(Stored data)
┄┄┄┄┄┄┄┄┄┄

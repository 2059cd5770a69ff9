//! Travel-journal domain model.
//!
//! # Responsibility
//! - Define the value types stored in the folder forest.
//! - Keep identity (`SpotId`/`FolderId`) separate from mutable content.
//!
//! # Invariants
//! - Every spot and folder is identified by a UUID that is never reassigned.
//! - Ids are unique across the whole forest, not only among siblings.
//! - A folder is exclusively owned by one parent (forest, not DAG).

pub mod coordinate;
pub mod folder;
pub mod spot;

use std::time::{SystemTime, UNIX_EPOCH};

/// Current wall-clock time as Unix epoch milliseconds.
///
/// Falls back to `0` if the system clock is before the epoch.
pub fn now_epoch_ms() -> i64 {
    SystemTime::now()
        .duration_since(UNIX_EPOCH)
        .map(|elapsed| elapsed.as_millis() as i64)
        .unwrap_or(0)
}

┄┄┄┄┄┄┄┄┄┄

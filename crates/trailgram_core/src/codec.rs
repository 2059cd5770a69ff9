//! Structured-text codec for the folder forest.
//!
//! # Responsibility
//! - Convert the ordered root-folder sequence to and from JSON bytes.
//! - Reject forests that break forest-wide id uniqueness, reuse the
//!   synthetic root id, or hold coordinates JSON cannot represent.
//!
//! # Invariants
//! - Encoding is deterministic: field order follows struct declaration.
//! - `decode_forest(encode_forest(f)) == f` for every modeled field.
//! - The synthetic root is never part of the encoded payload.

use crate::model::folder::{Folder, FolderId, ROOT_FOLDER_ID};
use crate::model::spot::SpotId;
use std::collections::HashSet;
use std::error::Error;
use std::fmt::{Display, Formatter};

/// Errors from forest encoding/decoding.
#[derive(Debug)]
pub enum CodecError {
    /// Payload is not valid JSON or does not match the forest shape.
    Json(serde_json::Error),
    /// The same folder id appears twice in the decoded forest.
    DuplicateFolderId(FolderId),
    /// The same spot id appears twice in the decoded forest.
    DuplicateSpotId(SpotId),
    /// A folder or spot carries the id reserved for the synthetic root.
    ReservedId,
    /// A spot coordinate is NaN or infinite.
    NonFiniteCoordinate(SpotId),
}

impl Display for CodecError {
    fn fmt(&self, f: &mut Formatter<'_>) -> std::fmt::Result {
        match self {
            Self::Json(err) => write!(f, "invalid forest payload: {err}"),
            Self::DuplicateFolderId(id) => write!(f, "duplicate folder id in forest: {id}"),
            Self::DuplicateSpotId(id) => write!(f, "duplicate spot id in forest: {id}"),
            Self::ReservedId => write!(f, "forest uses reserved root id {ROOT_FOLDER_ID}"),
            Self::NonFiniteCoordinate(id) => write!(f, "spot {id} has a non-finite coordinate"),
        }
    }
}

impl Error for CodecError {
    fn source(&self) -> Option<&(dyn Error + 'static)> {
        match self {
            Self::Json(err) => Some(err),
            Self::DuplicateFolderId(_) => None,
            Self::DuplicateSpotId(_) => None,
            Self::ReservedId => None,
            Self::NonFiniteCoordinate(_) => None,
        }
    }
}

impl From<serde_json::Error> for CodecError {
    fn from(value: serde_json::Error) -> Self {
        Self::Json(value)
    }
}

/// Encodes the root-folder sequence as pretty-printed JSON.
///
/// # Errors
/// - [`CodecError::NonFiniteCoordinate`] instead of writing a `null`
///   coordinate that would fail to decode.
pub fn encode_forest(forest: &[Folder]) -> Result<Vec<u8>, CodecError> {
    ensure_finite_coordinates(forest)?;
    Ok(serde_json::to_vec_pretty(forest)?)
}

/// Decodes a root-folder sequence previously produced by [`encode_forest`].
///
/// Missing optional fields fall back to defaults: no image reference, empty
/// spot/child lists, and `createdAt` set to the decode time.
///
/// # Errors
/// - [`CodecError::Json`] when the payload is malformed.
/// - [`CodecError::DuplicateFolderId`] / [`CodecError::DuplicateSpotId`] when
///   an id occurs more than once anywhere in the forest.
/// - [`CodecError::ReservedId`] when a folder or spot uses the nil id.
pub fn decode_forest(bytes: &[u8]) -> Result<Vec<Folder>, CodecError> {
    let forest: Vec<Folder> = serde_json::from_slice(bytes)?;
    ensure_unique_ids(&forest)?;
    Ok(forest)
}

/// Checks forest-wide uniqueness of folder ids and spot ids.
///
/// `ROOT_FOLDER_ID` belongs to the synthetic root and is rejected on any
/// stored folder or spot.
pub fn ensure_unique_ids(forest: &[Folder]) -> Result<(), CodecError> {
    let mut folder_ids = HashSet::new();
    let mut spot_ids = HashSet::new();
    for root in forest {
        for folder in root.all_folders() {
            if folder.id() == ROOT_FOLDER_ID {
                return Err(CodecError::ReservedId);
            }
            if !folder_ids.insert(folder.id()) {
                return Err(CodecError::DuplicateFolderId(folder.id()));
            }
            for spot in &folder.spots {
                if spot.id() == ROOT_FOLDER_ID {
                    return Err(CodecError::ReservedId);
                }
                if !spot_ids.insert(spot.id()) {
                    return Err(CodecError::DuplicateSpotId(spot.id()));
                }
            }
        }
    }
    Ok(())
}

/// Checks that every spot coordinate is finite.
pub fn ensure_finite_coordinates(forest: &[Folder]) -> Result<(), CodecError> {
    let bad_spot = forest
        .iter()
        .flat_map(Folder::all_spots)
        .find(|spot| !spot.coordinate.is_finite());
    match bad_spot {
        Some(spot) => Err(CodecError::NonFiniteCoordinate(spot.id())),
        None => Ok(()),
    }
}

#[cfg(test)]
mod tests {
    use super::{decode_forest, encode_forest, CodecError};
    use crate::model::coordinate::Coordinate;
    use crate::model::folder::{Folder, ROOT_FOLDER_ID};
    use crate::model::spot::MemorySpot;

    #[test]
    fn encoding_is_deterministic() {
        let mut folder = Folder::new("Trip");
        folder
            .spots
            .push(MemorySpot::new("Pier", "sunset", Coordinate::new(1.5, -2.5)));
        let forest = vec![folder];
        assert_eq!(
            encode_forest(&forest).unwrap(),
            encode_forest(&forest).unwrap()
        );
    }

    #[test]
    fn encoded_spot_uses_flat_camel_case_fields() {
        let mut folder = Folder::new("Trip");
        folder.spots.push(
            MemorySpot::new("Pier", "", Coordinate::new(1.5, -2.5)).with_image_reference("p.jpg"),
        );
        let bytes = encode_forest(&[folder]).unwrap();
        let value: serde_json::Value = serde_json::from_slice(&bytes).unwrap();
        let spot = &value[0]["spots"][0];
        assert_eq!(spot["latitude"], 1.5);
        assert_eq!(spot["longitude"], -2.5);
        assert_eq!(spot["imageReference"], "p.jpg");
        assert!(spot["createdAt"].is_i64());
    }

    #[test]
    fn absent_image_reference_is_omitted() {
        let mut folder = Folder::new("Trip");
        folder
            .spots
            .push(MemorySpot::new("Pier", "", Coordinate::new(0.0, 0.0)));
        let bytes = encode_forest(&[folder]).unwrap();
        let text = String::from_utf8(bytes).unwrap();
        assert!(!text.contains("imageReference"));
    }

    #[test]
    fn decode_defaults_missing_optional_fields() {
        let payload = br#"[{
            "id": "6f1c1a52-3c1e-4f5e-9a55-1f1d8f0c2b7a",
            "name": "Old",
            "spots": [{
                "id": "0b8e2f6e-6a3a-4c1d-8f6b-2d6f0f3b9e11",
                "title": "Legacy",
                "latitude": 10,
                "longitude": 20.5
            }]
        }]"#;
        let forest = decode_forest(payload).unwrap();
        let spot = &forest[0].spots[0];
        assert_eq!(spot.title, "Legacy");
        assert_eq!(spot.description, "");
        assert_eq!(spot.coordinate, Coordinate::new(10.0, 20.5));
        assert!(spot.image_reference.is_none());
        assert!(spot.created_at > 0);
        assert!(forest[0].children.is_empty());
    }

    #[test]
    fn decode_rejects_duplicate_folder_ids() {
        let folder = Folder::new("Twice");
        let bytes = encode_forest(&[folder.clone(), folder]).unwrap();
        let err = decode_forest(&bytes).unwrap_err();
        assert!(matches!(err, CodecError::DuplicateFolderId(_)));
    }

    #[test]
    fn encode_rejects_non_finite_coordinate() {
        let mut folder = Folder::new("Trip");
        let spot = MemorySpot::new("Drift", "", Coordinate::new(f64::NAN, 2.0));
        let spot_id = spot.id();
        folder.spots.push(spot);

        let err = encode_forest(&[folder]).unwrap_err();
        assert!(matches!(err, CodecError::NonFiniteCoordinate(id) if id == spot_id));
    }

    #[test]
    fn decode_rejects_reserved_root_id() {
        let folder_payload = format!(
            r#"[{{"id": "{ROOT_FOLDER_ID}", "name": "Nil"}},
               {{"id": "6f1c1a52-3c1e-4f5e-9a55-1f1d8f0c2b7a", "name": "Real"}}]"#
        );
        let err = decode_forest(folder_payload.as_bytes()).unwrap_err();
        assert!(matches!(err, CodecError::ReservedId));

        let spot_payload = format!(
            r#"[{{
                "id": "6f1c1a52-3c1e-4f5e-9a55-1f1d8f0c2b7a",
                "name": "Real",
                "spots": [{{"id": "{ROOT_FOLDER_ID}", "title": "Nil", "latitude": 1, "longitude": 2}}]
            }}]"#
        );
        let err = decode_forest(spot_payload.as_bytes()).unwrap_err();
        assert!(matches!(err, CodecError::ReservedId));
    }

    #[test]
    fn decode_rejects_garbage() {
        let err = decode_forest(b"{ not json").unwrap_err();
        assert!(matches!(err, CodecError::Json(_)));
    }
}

┄┄┄┄┄┄┄┄┄┄

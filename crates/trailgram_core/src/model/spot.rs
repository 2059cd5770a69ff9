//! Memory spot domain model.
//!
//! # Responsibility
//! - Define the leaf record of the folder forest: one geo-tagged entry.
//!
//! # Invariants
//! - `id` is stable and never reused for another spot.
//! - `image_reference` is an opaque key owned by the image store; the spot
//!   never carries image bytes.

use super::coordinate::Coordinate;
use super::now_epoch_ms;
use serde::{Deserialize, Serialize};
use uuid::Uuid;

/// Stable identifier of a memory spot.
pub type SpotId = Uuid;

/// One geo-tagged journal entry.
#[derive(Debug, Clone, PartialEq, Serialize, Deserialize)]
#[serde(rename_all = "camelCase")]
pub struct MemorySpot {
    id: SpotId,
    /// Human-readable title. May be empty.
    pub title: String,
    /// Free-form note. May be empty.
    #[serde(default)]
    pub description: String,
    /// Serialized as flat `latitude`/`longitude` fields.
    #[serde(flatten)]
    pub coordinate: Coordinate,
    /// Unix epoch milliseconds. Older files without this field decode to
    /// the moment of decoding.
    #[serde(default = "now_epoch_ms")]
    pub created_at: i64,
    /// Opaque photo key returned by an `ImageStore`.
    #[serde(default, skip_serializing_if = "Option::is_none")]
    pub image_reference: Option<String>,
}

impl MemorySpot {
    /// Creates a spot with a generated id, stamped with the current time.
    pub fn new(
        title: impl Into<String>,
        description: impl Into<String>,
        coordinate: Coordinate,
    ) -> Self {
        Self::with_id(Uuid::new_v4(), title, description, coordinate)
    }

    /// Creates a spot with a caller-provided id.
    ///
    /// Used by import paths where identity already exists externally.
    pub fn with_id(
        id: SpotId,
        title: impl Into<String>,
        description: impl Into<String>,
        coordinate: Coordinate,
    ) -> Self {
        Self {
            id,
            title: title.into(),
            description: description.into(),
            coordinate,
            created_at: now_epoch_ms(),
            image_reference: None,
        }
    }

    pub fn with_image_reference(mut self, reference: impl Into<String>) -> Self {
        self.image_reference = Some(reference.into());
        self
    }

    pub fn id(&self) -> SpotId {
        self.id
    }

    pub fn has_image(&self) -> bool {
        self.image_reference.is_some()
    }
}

┄┄┄┄┄┄┄┄┄┄

In the lines above, find the word "longitude" and copy each line that contains it.

        assert_eq!(spot["longitude"], -2.5);
                "longitude": 20.5
                "spots": [{{"id": "{ROOT_FOLDER_ID}", "title": "Nil", "latitude": 1, "longitude": 2}}]
    /// Serialized as flat `latitude`/`longitude` fields.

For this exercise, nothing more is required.